She laughs when she tells me this now. But her body doesn’t laugh with her. Her jaw tightens. Her shoulders rise toward her ears. Because somewhere underneath the impressive career and the composed exterior, a part of Amy is still in that kitchen, still holding that exam paper, still waiting to finally be enough.
This is the father wound. Not a dramatic rupture, not a single devastating event — though for some women it is that too. More often it’s a slow accumulation of moments in which the person who was supposed to be her first experience of unconditional love from a man made his love feel conditional. Achievable. Withheld until earned. And then, even when earned, never quite delivered.
If you grew up with a narcissistic father, you know this pattern intimately. You may have become the most driven person in every room you’ve ever entered. You may have built a career that would have made any father proud — and still find yourself chasing something you can’t name, still flinching when a male authority figure looks disappointed, still choosing partners who keep you working for their approval just like you worked for his.

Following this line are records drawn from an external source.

//! Owned pool of named background threads with bounded joins.

use std::thread::{self, JoinHandle};
use std::time::{Duration, Instant};

use crossbeam_channel::{bounded, Receiver, RecvTimeoutError};
use flowstate_core::{Error, Result};
use tracing::{debug, error, warn};

/// Handle to one spawned job; yields the job's return value.
pub struct WorkerHandle<T> {
    name: String,
    result: Receiver<T>,
}

impl<T> WorkerHandle<T> {
    pub fn name(&self) -> &str {
        &self.name
    }

    /// Wait at most `timeout` for the job to finish.
    ///
    /// On timeout the job is abandoned; it keeps running detached and its
    /// result is discarded.
    pub fn join_timeout(self, timeout: Duration) -> Result<T> {
        match self.result.recv_timeout(timeout) {
            Ok(value) => Ok(value),
            Err(RecvTimeoutError::Timeout) => Err(Error::StopTimeout {
                timeout_ms: u64::try_from(timeout.as_millis()).unwrap_or(u64::MAX),
            }),
            Err(RecvTimeoutError::Disconnected) => {
                Err(Error::Internal(format!("worker {} exited without a result", self.name)))
            }
        }
    }

    /// Result if the job already finished.
    pub fn try_join(&self) -> Option<T> {
        self.result.try_recv().ok()
    }
}

/// Spawns and tracks worker threads. Outstanding threads are joined on shutdown.
pub struct WorkerPool {
    prefix: String,
    spawned: u64,
    threads: Vec<(String, JoinHandle<()>)>,
}

impl WorkerPool {
    pub fn new(prefix: impl Into<String>) -> Self {
        Self {
            prefix: prefix.into(),
            spawned: 0,
            threads: Vec::new(),
        }
    }

    /// Spawn `job` on a new named thread.
    pub fn spawn<T, F>(&mut self, role: &str, job: F) -> Result<WorkerHandle<T>>
    where
        T: Send + 'static,
        F: FnOnce() -> T + Send + 'static,
    {
        self.reap();
        self.spawned += 1;
        let name = format!("{}-{role}-{}", self.prefix, self.spawned);
        let (tx, rx) = bounded(1);
        let handle = thread::Builder::new()
            .name(name.clone())
            .spawn(move || {
                let value = job();
                // Receiver may be gone after a timed-out join
                let _ = tx.send(value);
            })
            .map_err(|e| Error::Internal(format!("failed to spawn {name}: {e}")))?;
        debug!("Spawned worker {name}");
        self.threads.push((name.clone(), handle));
        Ok(WorkerHandle { name, result: rx })
    }

    /// Threads spawned and not yet joined.
    pub fn active(&mut self) -> usize {
        self.reap();
        self.threads.len()
    }

    /// Join every finished thread.
    fn reap(&mut self) {
        let mut i = 0;
        while i < self.threads.len() {
            if self.threads[i].1.is_finished() {
                let (name, handle) = self.threads.swap_remove(i);
                if handle.join().is_err() {
                    error!("Worker {name} panicked");
                }
            } else {
                i += 1;
            }
        }
    }

    /// Join all threads, waiting at most `timeout` in total.
    ///
    /// Returns the number of threads left running detached.
    pub fn shutdown(&mut self, timeout: Duration) -> usize {
        let deadline = Instant::now() + timeout;
        while !self.threads.is_empty() && Instant::now() < deadline {
            self.reap();
            if !self.threads.is_empty() {
                thread::sleep(Duration::from_millis(2));
            }
        }
        self.reap();
        let detached = self.threads.len();
        for (name, _) in self.threads.drain(..) {
            warn!("Worker {name} did not stop within {timeout:?}; detaching");
        }
        detached
    }
}

#[cfg(test)]
mod tests {
    use super::*;
    use std::sync::atomic::{AtomicBool, Ordering};
    use std::sync::Arc;

    #[test]
    fn test_join_returns_value() {
        let mut pool = WorkerPool::new("test");
        let handle = pool.spawn("sum", || (1..=10).sum::<u32>()).unwrap();
        assert!(handle.name().starts_with("test-sum-"));
        assert_eq!(handle.join_timeout(Duration::from_secs(5)).unwrap(), 55);
        assert_eq!(pool.shutdown(Duration::from_secs(1)), 0);
    }

    #[test]
    fn test_join_timeout_is_bounded() {
        let mut pool = WorkerPool::new("test");
        let release = Arc::new(AtomicBool::new(false));
        let flag = release.clone();
        let handle = pool
            .spawn("stuck", move || {
                while !flag.load(Ordering::Relaxed) {
                    thread::sleep(Duration::from_millis(1));
                }
            })
            .unwrap();

        let start = Instant::now();
        let err = handle.join_timeout(Duration::from_millis(30)).unwrap_err();
        assert!(matches!(err, Error::StopTimeout { timeout_ms: 30 }));
        assert!(start.elapsed() < Duration::from_secs(1));

        release.store(true, Ordering::Relaxed);
        assert_eq!(pool.shutdown(Duration::from_secs(5)), 0);
    }

    #[test]
    fn test_shutdown_detaches_stuck_thread() {
        let mut pool = WorkerPool::new("test");
        let release = Arc::new(AtomicBool::new(false));
        let flag = release.clone();
        let _handle = pool
            .spawn("stuck", move || {
                while !flag.load(Ordering::Relaxed) {
                    thread::sleep(Duration::from_millis(1));
                }
            })
            .unwrap();
        assert_eq!(pool.shutdown(Duration::from_millis(20)), 1);
        release.store(true, Ordering::Relaxed);
    }
}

You’re not broken. You’re responding logically to an impossible dynamic that was never your fault to solve. And in my work with clients, the women who carry this wound are often the ones who’ve achieved the most — and feel the least at peace.
What Is the Father Wound?
The father wound is a term used in psychology and Jungian depth work to describe the psychological injury that results when a child’s relationship with her father fails to provide consistent attunement, protection, validation, and unconditional positive regard. Karyl McBride, PhD, LMFT, author of Will I Ever Be Good Enough? Healing the Daughters of Narcissistic Mothers and a leading researcher on narcissistic parenting, identifies the paternal version of this wound as particularly formative in a daughter’s template for male authority, romantic attachment, and self-worth tied to external achievement. When the father is narcissistic — using the daughter as a source of supply, competing with her, or loving her conditionally based on performance — the injury carries a specific character: love feels like a transaction, and the daughter internalizes the belief that she must earn her right to be loved rather than simply receive it.
In plain terms: The father wound isn’t about having a “bad” dad. It’s about what happens when the first man in your life couldn’t love you freely — when you had to perform, achieve, or shrink to get even a fraction of what you needed from him. That template doesn’t stay in childhood. It travels with you into every boardroom, every relationship, every moment you’re waiting to finally feel like enough.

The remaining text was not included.